Activity
Produce the records again in full, exactly as shown below.

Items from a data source
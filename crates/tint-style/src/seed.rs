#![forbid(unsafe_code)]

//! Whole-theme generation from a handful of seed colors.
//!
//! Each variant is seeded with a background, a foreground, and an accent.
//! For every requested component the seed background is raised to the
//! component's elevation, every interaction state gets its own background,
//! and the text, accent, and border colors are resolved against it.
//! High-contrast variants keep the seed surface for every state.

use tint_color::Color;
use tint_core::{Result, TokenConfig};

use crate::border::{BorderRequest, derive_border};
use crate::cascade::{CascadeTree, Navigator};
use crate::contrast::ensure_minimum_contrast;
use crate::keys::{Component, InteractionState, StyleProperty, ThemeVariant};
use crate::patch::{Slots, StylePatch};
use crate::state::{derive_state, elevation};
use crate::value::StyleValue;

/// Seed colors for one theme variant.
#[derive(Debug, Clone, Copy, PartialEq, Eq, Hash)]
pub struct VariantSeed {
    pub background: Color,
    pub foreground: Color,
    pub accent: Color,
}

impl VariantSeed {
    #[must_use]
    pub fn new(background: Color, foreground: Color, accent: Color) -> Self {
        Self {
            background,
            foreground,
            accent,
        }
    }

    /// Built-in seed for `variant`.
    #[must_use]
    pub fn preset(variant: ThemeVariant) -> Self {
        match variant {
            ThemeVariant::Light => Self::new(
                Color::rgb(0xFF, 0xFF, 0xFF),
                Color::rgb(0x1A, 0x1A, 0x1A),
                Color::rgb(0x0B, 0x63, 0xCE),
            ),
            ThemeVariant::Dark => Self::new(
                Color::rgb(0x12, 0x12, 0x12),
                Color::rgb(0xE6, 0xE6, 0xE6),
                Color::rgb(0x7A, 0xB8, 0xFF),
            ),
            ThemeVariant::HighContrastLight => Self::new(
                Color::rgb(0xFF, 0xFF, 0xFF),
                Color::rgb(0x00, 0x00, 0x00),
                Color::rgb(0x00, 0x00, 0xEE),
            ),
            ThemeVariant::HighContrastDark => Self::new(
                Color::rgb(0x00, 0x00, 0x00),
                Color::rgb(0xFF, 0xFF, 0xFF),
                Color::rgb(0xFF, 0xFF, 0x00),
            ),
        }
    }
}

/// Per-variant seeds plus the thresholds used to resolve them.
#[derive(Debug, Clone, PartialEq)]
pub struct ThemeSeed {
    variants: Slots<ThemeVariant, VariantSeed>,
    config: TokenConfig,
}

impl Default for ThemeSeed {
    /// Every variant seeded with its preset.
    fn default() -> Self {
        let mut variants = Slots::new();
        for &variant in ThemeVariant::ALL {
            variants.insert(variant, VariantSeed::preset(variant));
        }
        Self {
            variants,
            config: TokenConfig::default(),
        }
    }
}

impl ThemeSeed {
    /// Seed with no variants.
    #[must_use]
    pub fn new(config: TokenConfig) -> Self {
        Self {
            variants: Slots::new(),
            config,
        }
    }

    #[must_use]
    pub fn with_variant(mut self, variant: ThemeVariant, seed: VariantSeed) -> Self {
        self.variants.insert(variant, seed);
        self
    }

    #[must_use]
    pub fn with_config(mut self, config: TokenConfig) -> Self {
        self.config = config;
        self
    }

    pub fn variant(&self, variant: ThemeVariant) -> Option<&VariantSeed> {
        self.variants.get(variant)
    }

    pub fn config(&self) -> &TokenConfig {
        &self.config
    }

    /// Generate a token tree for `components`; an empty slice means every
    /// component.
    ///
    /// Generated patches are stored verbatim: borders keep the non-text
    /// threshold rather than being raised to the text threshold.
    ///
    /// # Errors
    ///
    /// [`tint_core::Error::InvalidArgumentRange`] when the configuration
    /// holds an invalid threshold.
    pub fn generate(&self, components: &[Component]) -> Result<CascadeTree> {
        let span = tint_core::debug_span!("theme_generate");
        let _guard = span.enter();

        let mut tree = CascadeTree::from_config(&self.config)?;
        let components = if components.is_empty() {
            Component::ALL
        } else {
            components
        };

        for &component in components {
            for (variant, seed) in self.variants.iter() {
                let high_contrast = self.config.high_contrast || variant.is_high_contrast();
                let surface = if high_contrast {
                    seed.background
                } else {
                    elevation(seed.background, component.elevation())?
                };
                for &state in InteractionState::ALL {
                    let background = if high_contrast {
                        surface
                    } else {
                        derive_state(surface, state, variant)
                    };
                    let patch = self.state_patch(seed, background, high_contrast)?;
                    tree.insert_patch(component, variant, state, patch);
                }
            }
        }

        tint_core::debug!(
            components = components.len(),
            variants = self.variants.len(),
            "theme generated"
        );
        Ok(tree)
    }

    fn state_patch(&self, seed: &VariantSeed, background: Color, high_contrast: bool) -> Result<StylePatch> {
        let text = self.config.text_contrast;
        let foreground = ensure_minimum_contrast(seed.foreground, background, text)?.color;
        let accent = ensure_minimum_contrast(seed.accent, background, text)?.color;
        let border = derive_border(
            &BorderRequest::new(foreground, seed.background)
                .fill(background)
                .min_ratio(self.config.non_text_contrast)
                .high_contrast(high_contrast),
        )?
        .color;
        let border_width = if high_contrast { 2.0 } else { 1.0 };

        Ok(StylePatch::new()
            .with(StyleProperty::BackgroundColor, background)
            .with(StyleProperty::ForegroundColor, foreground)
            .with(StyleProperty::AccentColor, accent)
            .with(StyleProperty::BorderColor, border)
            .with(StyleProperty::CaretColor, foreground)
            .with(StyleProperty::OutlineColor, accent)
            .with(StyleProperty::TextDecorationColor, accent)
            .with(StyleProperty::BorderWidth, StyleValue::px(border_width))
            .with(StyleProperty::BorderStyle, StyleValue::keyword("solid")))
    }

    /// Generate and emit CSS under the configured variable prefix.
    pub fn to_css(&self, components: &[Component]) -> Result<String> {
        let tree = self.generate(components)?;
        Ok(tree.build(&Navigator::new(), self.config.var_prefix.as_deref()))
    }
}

Reply
filename crates/tint-style/src/seed.rs
#![forbid(unsafe_code)]

//! Whole-theme generation from a handful of seed colors.
//!
//! Each variant is seeded with a background, a foreground, and an accent.
//! For every requested component the seed background is raised to the
//! component's elevation, every interaction state gets its own background,
//! and the text, accent, and border colors are resolved against it.
//! High-contrast variants keep the seed surface for every state.

use tint_color::Color;
use tint_core::{Result, TokenConfig};

use crate::border::{BorderRequest, derive_border};
use crate::cascade::{CascadeTree, Navigator};
use crate::contrast::ensure_minimum_contrast;
use crate::keys::{Component, InteractionState, StyleProperty, ThemeVariant};
use crate::patch::{Slots, StylePatch};
use crate::state::{derive_state, elevation};
use crate::value::StyleValue;

/// Seed colors for one theme variant.
#[derive(Debug, Clone, Copy, PartialEq, Eq, Hash)]
pub struct VariantSeed {
    pub background: Color,
    pub foreground: Color,
    pub accent: Color,
}

impl VariantSeed {
    #[must_use]
    pub fn new(background: Color, foreground: Color, accent: Color) -> Self {
        Self {
            background,
            foreground,
            accent,
        }
    }

    /// Built-in seed for `variant`.
    #[must_use]
    pub fn preset(variant: ThemeVariant) -> Self {
        match variant {
            ThemeVariant::Light => Self::new(
                Color::rgb(0xFF, 0xFF, 0xFF),
                Color::rgb(0x1A, 0x1A, 0x1A),
                Color::rgb(0x0B, 0x63, 0xCE),
            ),
            ThemeVariant::Dark => Self::new(
                Color::rgb(0x12, 0x12, 0x12),
                Color::rgb(0xE6, 0xE6, 0xE6),
                Color::rgb(0x7A, 0xB8, 0xFF),
            ),
            ThemeVariant::HighContrastLight => Self::new(
                Color::rgb(0xFF, 0xFF, 0xFF),
                Color::rgb(0x00, 0x00, 0x00),
                Color::rgb(0x00, 0x00, 0xEE),
            ),
            ThemeVariant::HighContrastDark => Self::new(
                Color::rgb(0x00, 0x00, 0x00),
                Color::rgb(0xFF, 0xFF, 0xFF),
                Color::rgb(0xFF, 0xFF, 0x00),
            ),
        }
    }
}

/// Per-variant seeds plus the thresholds used to resolve them.
#[derive(Debug, Clone, PartialEq)]
pub struct ThemeSeed {
    variants: Slots<ThemeVariant, VariantSeed>,
    config: TokenConfig,
}

impl Default for ThemeSeed {
    /// Every variant seeded with its preset.
    fn default() -> Self {
        let mut variants = Slots::new();
        for &variant in ThemeVariant::ALL {
            variants.insert(variant, VariantSeed::preset(variant));
        }
        Self {
            variants,
            config: TokenConfig::default(),
        }
    }
}

impl ThemeSeed {
    /// Seed with no variants.
    #[must_use]
    pub fn new(config: TokenConfig) -> Self {
        Self {
            variants: Slots::new(),
            config,
        }
    }

    #[must_use]
    pub fn with_variant(mut self, variant: ThemeVariant, seed: VariantSeed) -> Self {
        self.variants.insert(variant, seed);
        self
    }

    #[must_use]
    pub fn with_config(mut self, config: TokenConfig) -> Self {
        self.config = config;
        self
    }

    pub fn variant(&self, variant: ThemeVariant) -> Option<&VariantSeed> {
        self.variants.get(variant)
    }

    pub fn config(&self) -> &TokenConfig {
        &self.config
    }

    /// Generate a token tree for `components`; an empty slice means every
    /// component.
    ///
    /// Generated patches are stored verbatim: borders keep the non-text
    /// threshold rather than being raised to the text threshold.
    ///
    /// # Errors
    ///
    /// [`tint_core::Error::InvalidArgumentRange`] when the configuration
    /// holds an invalid threshold.
    pub fn generate(&self, components: &[Component]) -> Result<CascadeTree> {
        let span = tint_core::debug_span!("theme_generate");
        let _guard = span.enter();

        let mut tree = CascadeTree::from_config(&self.config)?;
        let components = if components.is_empty() {
            Component::ALL
        } else {
            components
        };

        for &component in components {
            for (variant, seed) in self.variants.iter() {
                let high_contrast = self.config.high_contrast || variant.is_high_contrast();
                let surface = if high_contrast {
                    seed.background
                } else {
                    elevation(seed.background, component.elevation())?
                };
                for &state in InteractionState::ALL {
                    let background = if high_contrast {
                        surface
                    } else {
                        derive_state(surface, state, variant)
                    };
                    let patch = self.state_patch(seed, background, high_contrast)?;
                    tree.insert_patch(component, variant, state, patch);
                }
            }
        }

        tint_core::debug!(
            components = components.len(),
            variants = self.variants.len(),
            "theme generated"
        );
        Ok(tree)
    }

    fn state_patch(&self, seed: &VariantSeed, background: Color, high_contrast: bool) -> Result<StylePatch> {
        let text = self.config.text_contrast;
        let foreground = ensure_minimum_contrast(seed.foreground, background, text)?.color;
        let accent = ensure_minimum_contrast(seed.accent, background, text)?.color;
        let border = derive_border(
            &BorderRequest::new(foreground, seed.background)
                .fill(background)
                .min_ratio(self.config.non_text_contrast)
                .high_contrast(high_contrast),
        )?
        .color;
        let border_width = if high_contrast { 2.0 } else { 1.0 };

        Ok(StylePatch::new()
            .with(StyleProperty::BackgroundColor, background)
            .with(StyleProperty::ForegroundColor, foreground)
            .with(StyleProperty::AccentColor, accent)
            .with(StyleProperty::BorderColor, border)
            .with(StyleProperty::CaretColor, foreground)
            .with(StyleProperty::OutlineColor, accent)
            .with(StyleProperty::TextDecorationColor, accent)
            .with(StyleProperty::BorderWidth, StyleValue::px(border_width))
            .with(StyleProperty::BorderStyle, StyleValue::keyword("solid")))
    }

    /// Generate and emit CSS under the configured variable prefix.
    pub fn to_css(&self, components: &[Component]) -> Result<String> {
        let tree = self.generate(components)?;
        Ok(tree.build(&Navigator::new(), self.config.var_prefix.as_deref()))
    }
}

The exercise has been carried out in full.